*** Opening of Given information ***

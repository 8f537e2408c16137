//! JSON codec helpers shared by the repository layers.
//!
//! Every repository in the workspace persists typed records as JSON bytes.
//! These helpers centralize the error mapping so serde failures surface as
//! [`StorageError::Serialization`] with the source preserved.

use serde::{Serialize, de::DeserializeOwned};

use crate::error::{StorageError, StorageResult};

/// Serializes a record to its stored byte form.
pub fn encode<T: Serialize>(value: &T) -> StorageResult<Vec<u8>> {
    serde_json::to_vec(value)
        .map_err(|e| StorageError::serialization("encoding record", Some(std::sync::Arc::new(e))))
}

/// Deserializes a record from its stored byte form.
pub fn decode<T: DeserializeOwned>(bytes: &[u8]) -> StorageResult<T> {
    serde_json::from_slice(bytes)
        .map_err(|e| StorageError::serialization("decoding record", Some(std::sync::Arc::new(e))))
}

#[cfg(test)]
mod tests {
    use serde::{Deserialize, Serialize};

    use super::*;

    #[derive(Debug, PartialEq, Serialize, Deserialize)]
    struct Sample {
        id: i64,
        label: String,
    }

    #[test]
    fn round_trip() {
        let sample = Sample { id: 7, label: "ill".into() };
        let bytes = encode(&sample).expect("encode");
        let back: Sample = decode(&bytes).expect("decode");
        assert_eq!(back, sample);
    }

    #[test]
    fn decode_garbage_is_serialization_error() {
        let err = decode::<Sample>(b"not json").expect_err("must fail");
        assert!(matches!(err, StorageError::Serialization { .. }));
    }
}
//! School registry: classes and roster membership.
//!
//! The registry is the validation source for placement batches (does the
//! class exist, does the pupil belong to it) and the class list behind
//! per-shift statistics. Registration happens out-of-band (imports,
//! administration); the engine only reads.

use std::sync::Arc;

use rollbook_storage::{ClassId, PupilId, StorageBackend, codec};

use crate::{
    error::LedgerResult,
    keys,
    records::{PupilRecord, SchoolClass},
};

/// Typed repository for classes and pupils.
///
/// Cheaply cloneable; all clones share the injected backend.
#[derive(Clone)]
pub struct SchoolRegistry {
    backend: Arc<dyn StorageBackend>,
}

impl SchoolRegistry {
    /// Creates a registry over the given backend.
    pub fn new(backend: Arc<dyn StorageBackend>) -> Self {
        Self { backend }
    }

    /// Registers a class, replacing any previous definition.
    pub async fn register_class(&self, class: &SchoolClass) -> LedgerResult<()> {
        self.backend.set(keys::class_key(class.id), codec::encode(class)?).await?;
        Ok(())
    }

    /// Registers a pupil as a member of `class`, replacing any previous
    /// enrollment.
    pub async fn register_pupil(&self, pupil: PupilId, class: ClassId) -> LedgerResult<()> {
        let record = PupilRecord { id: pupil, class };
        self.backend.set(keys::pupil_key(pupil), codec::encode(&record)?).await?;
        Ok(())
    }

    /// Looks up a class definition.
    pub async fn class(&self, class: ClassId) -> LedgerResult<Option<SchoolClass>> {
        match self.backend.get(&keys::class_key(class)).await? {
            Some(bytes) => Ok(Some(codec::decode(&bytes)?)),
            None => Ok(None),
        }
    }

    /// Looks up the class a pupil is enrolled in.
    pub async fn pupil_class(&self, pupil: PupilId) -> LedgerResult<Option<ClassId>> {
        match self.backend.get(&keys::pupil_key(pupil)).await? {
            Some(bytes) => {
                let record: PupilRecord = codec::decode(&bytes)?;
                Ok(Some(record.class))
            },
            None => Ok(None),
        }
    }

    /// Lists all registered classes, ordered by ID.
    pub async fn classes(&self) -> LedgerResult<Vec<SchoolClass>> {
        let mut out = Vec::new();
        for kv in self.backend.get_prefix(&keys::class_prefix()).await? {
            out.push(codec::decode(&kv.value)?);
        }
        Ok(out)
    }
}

*** Close of Given information ***
*** Opening of Given information ***

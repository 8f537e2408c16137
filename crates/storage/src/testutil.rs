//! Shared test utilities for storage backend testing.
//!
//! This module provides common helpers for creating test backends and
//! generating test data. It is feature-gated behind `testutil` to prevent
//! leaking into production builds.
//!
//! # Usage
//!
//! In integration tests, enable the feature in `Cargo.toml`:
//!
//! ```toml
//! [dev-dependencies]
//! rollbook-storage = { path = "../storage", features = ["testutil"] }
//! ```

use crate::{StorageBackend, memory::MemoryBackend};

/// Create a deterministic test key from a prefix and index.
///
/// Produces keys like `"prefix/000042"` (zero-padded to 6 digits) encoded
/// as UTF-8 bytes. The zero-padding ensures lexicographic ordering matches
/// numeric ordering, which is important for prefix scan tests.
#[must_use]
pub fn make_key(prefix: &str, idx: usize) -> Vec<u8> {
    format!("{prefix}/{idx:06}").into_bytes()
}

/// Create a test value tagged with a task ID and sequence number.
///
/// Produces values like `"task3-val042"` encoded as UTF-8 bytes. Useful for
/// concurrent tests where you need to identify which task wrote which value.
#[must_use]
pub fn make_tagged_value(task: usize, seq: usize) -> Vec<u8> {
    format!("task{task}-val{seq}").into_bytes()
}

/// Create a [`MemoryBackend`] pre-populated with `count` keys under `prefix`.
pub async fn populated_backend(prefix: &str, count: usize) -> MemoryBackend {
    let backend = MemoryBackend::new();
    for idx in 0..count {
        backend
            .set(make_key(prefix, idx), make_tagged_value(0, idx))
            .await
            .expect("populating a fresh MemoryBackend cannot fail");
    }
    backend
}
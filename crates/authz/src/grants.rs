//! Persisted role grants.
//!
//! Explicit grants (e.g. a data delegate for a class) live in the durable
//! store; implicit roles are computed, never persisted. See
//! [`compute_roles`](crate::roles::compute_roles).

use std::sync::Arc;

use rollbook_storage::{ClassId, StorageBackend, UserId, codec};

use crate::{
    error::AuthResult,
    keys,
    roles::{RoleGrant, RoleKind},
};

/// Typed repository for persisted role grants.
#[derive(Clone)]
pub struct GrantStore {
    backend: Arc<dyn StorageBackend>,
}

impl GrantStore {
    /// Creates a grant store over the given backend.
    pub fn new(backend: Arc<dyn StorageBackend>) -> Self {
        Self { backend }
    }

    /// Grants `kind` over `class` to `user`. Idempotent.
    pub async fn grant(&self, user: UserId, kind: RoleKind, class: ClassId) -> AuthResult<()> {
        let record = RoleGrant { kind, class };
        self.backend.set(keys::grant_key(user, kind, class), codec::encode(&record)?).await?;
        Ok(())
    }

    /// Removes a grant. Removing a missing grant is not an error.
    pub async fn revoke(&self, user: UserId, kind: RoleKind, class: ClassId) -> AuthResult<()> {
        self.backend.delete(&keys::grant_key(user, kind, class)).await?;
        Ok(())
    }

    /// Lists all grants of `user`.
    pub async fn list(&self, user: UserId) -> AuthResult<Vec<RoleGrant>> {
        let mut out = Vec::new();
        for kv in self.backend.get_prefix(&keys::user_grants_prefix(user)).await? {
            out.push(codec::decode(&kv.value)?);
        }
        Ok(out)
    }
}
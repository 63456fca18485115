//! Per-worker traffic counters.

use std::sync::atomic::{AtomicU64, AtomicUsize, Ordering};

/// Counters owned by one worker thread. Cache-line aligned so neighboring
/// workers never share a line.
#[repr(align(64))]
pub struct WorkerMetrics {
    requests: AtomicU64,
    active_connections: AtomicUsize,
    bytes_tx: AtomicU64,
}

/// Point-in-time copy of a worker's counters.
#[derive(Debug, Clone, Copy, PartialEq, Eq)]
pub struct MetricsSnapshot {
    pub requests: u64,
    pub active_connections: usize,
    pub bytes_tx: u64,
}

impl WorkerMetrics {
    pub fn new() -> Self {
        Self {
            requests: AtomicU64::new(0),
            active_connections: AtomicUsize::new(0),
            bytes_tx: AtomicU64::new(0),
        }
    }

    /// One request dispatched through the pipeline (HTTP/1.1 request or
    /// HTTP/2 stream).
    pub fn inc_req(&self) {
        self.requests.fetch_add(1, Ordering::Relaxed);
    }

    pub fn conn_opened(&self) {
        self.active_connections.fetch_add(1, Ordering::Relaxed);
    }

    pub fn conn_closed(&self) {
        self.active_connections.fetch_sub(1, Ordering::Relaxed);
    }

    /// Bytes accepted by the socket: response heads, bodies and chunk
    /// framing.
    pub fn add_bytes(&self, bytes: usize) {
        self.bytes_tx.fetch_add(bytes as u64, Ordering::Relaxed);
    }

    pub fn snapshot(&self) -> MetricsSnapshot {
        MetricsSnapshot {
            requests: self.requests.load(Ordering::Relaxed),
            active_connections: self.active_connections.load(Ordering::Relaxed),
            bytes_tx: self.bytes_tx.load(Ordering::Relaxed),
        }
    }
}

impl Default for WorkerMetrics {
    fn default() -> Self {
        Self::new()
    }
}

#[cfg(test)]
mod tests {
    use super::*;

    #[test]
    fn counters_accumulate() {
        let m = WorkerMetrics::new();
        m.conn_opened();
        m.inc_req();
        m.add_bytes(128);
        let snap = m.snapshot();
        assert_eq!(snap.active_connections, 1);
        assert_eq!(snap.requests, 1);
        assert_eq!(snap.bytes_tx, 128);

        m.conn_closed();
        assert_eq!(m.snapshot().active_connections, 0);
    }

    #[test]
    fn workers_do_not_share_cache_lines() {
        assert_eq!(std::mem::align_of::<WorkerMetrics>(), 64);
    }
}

*** Close of Given information ***

Please show the lines in the entries above that hold the string "MetricsSnapshot".

pub struct MetricsSnapshot {
    pub fn snapshot(&self) -> MetricsSnapshot {
        MetricsSnapshot {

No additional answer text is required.